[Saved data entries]
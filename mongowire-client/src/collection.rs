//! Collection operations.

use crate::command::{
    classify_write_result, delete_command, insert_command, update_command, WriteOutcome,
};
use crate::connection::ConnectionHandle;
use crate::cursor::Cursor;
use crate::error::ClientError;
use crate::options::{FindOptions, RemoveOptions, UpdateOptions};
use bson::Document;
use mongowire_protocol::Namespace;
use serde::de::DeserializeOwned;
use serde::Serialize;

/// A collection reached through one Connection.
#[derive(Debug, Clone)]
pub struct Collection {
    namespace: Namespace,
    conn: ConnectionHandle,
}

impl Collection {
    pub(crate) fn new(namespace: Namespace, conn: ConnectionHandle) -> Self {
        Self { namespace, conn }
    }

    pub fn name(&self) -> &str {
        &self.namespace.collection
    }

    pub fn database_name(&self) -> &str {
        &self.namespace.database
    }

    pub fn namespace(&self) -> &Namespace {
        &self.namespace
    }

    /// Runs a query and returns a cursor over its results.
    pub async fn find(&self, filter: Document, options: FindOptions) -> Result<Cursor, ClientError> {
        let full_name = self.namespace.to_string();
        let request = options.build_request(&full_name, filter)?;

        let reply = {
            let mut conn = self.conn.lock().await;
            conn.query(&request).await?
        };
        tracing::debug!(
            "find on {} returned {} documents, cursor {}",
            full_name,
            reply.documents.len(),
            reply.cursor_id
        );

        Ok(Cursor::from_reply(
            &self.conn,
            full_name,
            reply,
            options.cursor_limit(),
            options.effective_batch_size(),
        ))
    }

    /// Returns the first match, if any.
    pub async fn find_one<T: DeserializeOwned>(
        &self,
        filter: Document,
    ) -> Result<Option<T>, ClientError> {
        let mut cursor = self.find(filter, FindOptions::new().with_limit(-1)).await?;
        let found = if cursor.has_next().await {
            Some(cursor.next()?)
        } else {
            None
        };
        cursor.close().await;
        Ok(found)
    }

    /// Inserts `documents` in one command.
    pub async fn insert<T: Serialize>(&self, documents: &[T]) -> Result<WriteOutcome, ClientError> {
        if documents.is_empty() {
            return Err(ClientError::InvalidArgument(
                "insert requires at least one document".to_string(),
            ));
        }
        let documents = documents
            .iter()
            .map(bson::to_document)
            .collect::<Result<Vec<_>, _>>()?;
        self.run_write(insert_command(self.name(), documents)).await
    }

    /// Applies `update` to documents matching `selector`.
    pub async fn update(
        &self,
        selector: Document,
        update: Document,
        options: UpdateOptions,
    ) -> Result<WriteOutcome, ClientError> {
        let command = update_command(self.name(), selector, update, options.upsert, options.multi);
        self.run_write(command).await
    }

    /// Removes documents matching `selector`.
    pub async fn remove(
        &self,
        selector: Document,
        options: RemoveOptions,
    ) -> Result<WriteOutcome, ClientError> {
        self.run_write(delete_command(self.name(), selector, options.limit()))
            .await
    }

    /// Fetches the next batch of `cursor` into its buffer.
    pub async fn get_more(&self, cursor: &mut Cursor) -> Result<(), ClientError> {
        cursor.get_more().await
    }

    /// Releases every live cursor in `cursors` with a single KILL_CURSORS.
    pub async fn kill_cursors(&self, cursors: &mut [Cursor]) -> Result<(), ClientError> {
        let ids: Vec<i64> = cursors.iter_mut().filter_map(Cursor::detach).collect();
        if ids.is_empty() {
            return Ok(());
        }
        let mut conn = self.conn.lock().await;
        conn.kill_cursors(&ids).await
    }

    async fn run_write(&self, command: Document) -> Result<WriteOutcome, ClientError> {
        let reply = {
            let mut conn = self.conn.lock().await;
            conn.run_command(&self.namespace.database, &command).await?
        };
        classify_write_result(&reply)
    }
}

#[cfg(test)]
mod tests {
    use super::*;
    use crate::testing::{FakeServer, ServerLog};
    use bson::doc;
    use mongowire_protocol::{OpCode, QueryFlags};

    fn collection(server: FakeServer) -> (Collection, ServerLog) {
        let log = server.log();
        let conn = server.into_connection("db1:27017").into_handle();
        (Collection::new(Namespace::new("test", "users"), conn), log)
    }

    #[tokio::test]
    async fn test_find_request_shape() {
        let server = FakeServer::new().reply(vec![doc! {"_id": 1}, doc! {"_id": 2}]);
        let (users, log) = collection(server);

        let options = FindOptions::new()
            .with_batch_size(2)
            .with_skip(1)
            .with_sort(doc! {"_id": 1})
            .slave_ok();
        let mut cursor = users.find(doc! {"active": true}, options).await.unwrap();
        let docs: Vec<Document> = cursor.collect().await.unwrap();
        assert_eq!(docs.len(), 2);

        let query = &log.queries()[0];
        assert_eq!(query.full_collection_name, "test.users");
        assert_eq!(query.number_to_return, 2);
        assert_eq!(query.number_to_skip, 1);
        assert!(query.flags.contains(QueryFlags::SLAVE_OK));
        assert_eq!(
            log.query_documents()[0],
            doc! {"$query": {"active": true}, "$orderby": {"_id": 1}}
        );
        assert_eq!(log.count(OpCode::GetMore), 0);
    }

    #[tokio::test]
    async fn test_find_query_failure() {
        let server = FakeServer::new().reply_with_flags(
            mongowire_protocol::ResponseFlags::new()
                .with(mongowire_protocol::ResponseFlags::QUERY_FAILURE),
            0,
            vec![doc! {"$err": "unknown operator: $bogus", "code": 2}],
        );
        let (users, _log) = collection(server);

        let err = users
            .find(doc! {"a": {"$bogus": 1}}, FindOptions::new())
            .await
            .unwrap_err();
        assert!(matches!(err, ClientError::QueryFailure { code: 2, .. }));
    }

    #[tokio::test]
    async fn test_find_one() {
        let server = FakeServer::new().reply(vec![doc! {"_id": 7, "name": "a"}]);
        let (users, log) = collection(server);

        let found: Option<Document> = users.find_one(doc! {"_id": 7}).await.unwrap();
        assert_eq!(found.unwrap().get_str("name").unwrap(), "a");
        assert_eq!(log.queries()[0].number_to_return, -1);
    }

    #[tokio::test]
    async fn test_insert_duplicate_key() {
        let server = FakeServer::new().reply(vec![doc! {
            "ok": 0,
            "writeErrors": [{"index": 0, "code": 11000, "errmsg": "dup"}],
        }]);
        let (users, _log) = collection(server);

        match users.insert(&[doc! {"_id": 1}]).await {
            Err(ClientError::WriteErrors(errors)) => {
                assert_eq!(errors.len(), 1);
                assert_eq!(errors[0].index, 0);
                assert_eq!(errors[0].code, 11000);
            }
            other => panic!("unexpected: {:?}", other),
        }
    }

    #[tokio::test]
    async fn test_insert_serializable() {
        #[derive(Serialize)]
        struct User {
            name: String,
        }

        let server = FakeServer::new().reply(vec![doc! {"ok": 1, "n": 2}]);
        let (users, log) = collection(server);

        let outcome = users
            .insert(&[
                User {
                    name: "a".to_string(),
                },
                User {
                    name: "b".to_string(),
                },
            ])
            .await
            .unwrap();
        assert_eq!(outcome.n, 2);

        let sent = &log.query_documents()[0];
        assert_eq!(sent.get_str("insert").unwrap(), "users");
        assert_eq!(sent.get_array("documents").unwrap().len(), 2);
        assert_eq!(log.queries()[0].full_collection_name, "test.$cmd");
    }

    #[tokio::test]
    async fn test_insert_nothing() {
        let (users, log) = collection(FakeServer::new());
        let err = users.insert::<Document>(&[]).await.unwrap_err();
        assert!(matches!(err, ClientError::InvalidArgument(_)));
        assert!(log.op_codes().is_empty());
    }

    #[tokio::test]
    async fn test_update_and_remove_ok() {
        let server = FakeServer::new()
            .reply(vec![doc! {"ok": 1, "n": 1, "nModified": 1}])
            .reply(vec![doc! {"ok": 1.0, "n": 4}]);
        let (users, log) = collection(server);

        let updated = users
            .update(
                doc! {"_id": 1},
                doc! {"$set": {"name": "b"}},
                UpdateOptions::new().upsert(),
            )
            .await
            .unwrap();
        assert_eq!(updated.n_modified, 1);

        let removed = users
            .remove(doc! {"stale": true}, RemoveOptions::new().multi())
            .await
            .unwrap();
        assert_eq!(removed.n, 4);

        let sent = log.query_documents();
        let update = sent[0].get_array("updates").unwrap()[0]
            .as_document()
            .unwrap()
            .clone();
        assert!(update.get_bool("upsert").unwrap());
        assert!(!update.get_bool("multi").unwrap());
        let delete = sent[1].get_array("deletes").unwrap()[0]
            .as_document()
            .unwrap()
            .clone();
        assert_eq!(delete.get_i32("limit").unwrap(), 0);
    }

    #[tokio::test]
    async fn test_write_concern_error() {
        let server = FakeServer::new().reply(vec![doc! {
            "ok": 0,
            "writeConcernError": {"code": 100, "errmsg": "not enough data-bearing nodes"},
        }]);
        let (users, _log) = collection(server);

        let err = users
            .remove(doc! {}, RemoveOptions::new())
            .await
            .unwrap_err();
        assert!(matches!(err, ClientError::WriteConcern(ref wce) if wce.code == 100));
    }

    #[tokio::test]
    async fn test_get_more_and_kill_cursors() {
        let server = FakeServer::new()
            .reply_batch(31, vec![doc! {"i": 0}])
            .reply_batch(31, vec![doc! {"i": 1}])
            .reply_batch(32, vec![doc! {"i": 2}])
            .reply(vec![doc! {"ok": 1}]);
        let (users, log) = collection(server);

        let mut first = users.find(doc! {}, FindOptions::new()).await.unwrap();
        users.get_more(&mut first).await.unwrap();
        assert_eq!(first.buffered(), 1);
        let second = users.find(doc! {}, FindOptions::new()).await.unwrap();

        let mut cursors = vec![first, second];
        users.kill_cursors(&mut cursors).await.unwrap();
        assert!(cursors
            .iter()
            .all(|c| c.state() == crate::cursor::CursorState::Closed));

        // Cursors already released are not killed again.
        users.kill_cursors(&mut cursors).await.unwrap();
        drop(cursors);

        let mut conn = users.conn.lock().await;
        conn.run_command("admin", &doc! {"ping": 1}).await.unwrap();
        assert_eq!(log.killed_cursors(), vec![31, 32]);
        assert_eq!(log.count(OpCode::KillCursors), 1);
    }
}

▶ _REQUIRED ACTION_
Check each line of the records for "OpCode" and copy the ones that contain it.

▶ _TASK ANSWER_
    use mongowire_protocol::{OpCode, QueryFlags};
        assert_eq!(log.count(OpCode::GetMore), 0);
        assert_eq!(log.count(OpCode::KillCursors), 1);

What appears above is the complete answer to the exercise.